**EXERCISE DESCRIPTION:** Repeat every record exactly as given.

● ● ●

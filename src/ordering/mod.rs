//! String ordering subsystem for aerosort
//!
//! Six pluggable total-ordering strategies over optional text values,
//! resolved by persisted name at plan construction time and invoked by the
//! executor during sort/merge/group operations.
//!
//! # Design Principles
//!
//! - Deterministic: every strategy is a total order; same inputs, same sign
//! - Null-minimal: null sorts before any non-null value in every strategy
//! - Stateless: strategies are zero-sized `Copy` singletons, safe to share
//!   across threads without synchronization
//! - Cache-stable: each strategy exposes a fixed one-byte discriminant that
//!   external callers concatenate into query-plan fingerprints

mod alphanumeric;
mod comparator;
mod digits;
mod errors;
mod numeric;
pub mod registry;
mod version;

pub use comparator::StringComparator;
pub use errors::{OrderingError, OrderingResult};
pub use registry::{
    ALPHANUMERIC_NAME, LEXICOGRAPHIC_NAME, NATURAL_NAME, NUMERIC_NAME, STRLEN_NAME, VERSION_NAME,
};
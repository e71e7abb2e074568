//! Digit classification across Unicode digit blocks
//!
//! The alphanumeric strategy treats a character as a digit if it falls in one
//! of a fixed set of decimal-digit blocks, mapped to 0-9 independent of
//! script. The set is data-driven: adding a block is a table edit.

/// Inclusive `(first, last)` bounds of each recognized decimal-digit block.
///
/// ASCII, Arabic-Indic, Extended Arabic-Indic, Devanagari, fullwidth.
const DIGIT_BLOCKS: &[(char, char)] = &[
    ('0', '9'),
    ('\u{0660}', '\u{0669}'),
    ('\u{06F0}', '\u{06F9}'),
    ('\u{0966}', '\u{096F}'),
    ('\u{FF10}', '\u{FF19}'),
];

/// Returns the numeric value 0-9 of `ch` if it is a recognized decimal
/// digit, or `None` otherwise.
pub(crate) fn digit_value(ch: char) -> Option<u32> {
    DIGIT_BLOCKS
        .iter()
        .find(|(first, last)| (*first..=*last).contains(&ch))
        .map(|(first, _)| ch as u32 - *first as u32)
}

/// Whether `ch` is a decimal digit in any recognized block.
pub(crate) fn is_digit(ch: char) -> bool {
    digit_value(ch).is_some()
}

/// Whether `ch` is the zero digit of any recognized block.
pub(crate) fn is_zero(ch: char) -> bool {
    digit_value(ch) == Some(0)
}
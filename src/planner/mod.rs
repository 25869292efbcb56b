//! Optimization pipeline: run orchestration and response normalization.

mod normalize;
mod orchestrator;

pub use normalize::{normalize, normalize_str, NormalizedPlan};
pub use orchestrator::{Optimizer, RunPhase, RunState, RunToken};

● ● ●

**ANSWER TO THIS EXERCISE:**
filename src/ordering/mod.rs
//! String ordering subsystem for aerosort
//!
//! Six pluggable total-ordering strategies over optional text values,
//! resolved by persisted name at plan construction time and invoked by the
//! executor during sort/merge/group operations.
//!
//! # Design Principles
//!
//! - Deterministic: every strategy is a total order; same inputs, same sign
//! - Null-minimal: null sorts before any non-null value in every strategy
//! - Stateless: strategies are zero-sized `Copy` singletons, safe to share
//!   across threads without synchronization
//! - Cache-stable: each strategy exposes a fixed one-byte discriminant that
//!   external callers concatenate into query-plan fingerprints

mod alphanumeric;
mod comparator;
mod digits;
mod errors;
mod numeric;
pub mod registry;
mod version;

pub use comparator::StringComparator;
pub use errors::{OrderingError, OrderingResult};
pub use registry::{
    ALPHANUMERIC_NAME, LEXICOGRAPHIC_NAME, NATURAL_NAME, NUMERIC_NAME, STRLEN_NAME, VERSION_NAME,
};
repository e71e7abb2e074568
//! Digit classification across Unicode digit blocks
//!
//! The alphanumeric strategy treats a character as a digit if it falls in one
//! of a fixed set of decimal-digit blocks, mapped to 0-9 independent of
//! script. The set is data-driven: adding a block is a table edit.

/// Inclusive `(first, last)` bounds of each recognized decimal-digit block.
///
/// ASCII, Arabic-Indic, Extended Arabic-Indic, Devanagari, fullwidth.
const DIGIT_BLOCKS: &[(char, char)] = &[
    ('0', '9'),
    ('\u{0660}', '\u{0669}'),
    ('\u{06F0}', '\u{06F9}'),
    ('\u{0966}', '\u{096F}'),
    ('\u{FF10}', '\u{FF19}'),
];

/// Returns the numeric value 0-9 of `ch` if it is a recognized decimal
/// digit, or `None` otherwise.
pub(crate) fn digit_value(ch: char) -> Option<u32> {
    DIGIT_BLOCKS
        .iter()
        .find(|(first, last)| (*first..=*last).contains(&ch))
        .map(|(first, _)| ch as u32 - *first as u32)
}

/// Whether `ch` is a decimal digit in any recognized block.
pub(crate) fn is_digit(ch: char) -> bool {
    digit_value(ch).is_some()
}

/// Whether `ch` is the zero digit of any recognized block.
pub(crate) fn is_zero(ch: char) -> bool {
    digit_value(ch) == Some(0)
}
filename src/planner/mod.rs
repository 25869292efbcb56b
//! Optimization pipeline: run orchestration and response normalization.

mod normalize;
mod orchestrator;

pub use normalize::{normalize, normalize_str, NormalizedPlan};
pub use orchestrator::{Optimizer, RunPhase, RunState, RunToken};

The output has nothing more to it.